PROVIDED MATERIAL »

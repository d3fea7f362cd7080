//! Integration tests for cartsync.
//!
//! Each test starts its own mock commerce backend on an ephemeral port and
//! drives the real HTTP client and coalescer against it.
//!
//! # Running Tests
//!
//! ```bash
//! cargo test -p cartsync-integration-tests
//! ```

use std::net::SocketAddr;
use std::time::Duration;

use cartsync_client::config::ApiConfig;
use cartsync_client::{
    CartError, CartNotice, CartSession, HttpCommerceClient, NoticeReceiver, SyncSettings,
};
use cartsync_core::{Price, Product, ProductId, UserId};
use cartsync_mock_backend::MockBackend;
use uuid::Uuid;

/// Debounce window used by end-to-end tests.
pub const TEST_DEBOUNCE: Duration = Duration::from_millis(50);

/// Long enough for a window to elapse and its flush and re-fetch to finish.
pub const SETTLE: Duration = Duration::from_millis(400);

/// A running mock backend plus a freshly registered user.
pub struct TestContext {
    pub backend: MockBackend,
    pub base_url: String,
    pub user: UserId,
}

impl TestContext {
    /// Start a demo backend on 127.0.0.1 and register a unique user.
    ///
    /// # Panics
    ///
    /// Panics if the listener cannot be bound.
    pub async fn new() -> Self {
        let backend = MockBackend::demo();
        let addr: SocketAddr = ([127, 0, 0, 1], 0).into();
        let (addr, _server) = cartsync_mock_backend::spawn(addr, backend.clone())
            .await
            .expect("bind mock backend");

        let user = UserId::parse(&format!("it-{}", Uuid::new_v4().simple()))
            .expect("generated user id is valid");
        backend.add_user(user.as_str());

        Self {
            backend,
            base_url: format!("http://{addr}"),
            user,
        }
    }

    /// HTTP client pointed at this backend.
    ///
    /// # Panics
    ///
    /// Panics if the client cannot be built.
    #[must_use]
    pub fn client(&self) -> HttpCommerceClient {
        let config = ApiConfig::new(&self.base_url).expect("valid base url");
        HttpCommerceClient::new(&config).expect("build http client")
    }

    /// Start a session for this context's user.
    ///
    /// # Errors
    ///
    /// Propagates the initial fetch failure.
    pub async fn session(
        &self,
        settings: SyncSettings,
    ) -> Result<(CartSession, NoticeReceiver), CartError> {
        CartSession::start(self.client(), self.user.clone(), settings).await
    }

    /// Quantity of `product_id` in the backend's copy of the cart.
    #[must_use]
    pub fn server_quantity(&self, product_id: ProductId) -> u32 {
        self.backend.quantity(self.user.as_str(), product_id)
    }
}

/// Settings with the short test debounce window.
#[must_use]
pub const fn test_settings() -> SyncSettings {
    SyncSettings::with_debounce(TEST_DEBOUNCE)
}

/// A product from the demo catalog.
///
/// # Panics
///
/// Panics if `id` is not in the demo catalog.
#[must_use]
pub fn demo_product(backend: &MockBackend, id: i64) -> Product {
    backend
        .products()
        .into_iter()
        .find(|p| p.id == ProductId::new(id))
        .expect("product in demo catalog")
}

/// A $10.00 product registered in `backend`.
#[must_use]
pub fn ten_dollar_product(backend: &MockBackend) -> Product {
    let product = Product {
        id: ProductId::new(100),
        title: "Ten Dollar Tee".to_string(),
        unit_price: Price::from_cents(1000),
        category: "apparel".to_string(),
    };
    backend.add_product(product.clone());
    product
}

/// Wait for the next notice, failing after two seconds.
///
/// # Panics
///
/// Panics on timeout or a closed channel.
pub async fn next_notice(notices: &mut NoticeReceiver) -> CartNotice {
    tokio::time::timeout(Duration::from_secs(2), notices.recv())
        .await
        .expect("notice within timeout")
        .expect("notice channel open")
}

* * *

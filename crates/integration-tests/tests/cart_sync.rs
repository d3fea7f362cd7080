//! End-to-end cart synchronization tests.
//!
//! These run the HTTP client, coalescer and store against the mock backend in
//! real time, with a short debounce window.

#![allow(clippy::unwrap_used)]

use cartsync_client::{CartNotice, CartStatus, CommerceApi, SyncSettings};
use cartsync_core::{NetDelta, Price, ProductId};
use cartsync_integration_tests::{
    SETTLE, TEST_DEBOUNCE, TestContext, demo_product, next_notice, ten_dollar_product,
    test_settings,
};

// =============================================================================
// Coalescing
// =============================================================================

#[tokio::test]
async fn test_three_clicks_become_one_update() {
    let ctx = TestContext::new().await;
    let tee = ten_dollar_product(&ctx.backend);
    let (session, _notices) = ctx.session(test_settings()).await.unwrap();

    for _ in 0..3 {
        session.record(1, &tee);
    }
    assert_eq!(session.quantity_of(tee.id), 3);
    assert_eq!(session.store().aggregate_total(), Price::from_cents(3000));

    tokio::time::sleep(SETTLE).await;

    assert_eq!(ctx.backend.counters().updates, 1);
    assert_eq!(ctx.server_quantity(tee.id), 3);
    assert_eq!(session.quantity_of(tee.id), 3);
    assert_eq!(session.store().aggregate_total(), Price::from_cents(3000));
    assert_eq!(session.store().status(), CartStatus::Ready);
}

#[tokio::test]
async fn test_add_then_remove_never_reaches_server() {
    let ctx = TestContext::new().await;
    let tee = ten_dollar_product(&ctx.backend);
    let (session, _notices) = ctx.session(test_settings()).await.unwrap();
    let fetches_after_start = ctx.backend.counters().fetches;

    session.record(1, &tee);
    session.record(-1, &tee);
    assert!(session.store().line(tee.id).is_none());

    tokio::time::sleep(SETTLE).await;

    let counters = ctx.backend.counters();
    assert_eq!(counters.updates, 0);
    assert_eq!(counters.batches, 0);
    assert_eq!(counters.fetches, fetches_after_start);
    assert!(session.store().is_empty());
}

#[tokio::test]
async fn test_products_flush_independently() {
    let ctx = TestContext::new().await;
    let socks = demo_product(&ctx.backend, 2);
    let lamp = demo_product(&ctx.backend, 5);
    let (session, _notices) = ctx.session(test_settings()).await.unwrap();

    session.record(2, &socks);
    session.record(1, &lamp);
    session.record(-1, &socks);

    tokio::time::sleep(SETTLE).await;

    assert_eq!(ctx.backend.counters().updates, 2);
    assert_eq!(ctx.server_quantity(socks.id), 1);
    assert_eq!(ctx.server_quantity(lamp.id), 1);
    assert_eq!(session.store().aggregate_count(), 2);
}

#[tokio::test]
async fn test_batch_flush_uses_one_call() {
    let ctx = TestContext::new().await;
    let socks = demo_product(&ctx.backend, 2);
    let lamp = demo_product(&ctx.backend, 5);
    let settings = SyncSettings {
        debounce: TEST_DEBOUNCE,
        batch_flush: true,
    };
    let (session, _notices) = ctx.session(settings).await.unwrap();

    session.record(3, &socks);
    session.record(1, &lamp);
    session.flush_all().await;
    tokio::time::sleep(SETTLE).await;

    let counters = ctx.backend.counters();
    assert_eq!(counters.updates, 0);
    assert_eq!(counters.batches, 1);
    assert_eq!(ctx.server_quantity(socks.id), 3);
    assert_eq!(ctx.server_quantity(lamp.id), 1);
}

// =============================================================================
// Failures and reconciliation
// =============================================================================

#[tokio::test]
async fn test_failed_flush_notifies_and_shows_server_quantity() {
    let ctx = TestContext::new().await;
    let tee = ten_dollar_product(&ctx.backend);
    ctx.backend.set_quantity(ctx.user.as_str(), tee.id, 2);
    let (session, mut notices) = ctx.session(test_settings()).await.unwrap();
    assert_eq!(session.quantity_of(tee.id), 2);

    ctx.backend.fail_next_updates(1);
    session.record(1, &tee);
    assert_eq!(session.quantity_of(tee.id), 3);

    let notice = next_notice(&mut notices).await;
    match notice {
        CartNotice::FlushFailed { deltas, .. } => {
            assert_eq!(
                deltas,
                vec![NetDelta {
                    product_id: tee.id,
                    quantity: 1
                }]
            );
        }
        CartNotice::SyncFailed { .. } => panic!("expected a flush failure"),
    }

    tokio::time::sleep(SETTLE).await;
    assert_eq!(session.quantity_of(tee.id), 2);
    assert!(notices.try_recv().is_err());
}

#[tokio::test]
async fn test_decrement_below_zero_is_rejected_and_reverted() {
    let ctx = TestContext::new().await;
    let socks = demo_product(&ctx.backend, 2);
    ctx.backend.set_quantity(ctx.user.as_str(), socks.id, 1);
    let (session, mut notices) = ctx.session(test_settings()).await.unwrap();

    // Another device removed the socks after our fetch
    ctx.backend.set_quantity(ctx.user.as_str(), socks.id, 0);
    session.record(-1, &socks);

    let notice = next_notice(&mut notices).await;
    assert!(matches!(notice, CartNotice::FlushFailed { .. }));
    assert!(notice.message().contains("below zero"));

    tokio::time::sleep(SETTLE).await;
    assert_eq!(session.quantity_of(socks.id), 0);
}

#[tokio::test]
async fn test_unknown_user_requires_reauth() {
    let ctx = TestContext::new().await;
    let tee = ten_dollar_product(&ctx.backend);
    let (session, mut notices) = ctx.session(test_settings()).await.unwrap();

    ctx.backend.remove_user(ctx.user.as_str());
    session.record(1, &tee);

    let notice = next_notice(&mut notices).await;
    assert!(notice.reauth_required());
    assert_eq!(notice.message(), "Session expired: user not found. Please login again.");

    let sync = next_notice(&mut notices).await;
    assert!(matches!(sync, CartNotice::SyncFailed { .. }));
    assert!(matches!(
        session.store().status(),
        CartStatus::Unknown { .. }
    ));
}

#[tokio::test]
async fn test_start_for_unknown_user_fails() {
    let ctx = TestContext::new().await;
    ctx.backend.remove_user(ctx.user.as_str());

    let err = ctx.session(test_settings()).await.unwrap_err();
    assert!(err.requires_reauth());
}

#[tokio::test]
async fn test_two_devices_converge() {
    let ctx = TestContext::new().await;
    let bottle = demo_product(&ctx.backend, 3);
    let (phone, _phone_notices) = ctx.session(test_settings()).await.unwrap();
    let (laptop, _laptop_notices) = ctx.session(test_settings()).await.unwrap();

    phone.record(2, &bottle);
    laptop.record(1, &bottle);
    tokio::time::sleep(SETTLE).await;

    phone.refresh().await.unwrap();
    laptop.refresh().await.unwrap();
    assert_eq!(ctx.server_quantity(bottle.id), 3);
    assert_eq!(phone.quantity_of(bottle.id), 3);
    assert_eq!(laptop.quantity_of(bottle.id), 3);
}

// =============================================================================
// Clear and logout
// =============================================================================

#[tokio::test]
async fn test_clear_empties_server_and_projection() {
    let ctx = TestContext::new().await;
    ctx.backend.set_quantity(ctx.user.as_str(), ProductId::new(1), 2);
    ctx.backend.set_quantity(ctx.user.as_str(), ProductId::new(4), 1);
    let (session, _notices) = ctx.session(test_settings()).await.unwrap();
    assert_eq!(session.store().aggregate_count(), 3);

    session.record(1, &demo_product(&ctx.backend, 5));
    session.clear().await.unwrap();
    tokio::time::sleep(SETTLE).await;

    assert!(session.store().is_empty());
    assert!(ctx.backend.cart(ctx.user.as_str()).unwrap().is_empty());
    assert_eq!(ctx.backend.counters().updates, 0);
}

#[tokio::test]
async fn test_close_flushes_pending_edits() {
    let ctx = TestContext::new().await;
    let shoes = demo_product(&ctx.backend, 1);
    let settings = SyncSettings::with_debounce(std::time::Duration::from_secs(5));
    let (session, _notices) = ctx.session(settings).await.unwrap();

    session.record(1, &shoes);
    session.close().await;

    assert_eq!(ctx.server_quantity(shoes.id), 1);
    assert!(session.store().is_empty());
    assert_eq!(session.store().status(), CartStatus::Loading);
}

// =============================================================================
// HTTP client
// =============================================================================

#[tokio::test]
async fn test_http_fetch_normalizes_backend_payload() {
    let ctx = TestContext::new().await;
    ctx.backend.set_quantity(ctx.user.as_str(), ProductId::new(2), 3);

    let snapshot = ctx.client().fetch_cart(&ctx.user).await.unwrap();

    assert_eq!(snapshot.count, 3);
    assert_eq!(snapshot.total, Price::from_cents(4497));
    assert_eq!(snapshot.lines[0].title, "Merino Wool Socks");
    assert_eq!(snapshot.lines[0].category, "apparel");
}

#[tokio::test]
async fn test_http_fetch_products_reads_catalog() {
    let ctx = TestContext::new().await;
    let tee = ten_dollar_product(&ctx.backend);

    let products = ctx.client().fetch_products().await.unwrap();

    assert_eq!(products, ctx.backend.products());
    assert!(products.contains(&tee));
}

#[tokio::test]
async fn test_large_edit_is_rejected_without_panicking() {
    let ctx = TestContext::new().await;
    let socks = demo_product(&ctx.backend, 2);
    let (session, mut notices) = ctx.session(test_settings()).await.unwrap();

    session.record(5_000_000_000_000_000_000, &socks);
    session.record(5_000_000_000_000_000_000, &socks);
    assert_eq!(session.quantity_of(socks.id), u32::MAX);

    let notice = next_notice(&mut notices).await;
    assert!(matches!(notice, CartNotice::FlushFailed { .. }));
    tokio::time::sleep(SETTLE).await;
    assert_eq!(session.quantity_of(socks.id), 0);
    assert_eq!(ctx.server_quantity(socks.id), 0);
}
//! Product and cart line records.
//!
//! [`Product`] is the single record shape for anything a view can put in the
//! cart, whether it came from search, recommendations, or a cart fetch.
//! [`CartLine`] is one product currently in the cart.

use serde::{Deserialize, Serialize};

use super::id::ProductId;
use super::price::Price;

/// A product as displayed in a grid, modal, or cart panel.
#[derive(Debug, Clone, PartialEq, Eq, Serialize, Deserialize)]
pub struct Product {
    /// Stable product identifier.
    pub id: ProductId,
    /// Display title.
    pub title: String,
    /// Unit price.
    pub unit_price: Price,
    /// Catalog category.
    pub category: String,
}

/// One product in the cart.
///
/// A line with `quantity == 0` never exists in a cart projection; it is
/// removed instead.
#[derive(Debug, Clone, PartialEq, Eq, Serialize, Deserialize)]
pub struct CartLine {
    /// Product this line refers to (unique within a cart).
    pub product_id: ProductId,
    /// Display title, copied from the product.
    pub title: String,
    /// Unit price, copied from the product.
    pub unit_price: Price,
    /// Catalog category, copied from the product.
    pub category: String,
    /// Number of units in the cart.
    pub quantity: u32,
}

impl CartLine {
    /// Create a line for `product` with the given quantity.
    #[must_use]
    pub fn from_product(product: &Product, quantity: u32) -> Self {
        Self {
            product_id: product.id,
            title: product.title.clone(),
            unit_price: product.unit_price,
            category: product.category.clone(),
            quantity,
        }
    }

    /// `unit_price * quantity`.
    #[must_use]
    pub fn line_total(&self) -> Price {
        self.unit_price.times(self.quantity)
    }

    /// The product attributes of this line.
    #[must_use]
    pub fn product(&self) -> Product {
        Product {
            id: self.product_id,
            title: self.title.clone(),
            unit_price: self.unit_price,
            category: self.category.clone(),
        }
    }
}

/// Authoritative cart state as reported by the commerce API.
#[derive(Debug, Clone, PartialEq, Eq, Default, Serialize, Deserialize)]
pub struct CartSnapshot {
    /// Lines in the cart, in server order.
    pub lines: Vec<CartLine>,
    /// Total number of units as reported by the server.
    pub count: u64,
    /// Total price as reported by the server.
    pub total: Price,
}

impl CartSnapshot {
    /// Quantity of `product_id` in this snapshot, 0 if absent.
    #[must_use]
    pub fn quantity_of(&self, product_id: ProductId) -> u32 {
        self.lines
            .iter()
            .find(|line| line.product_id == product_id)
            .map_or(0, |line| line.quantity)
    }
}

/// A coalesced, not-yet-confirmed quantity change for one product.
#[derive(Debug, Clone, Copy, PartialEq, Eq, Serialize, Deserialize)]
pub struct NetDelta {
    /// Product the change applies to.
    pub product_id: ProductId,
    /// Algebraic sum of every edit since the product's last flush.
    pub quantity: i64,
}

REQUIREMENT » Which lines in the data above contain "against"? Show each one.

EXERCISE RESPONSE »
//! drives the real HTTP client and coalescer against it.
//! These run the HTTP client, coalescer and store against the mock backend in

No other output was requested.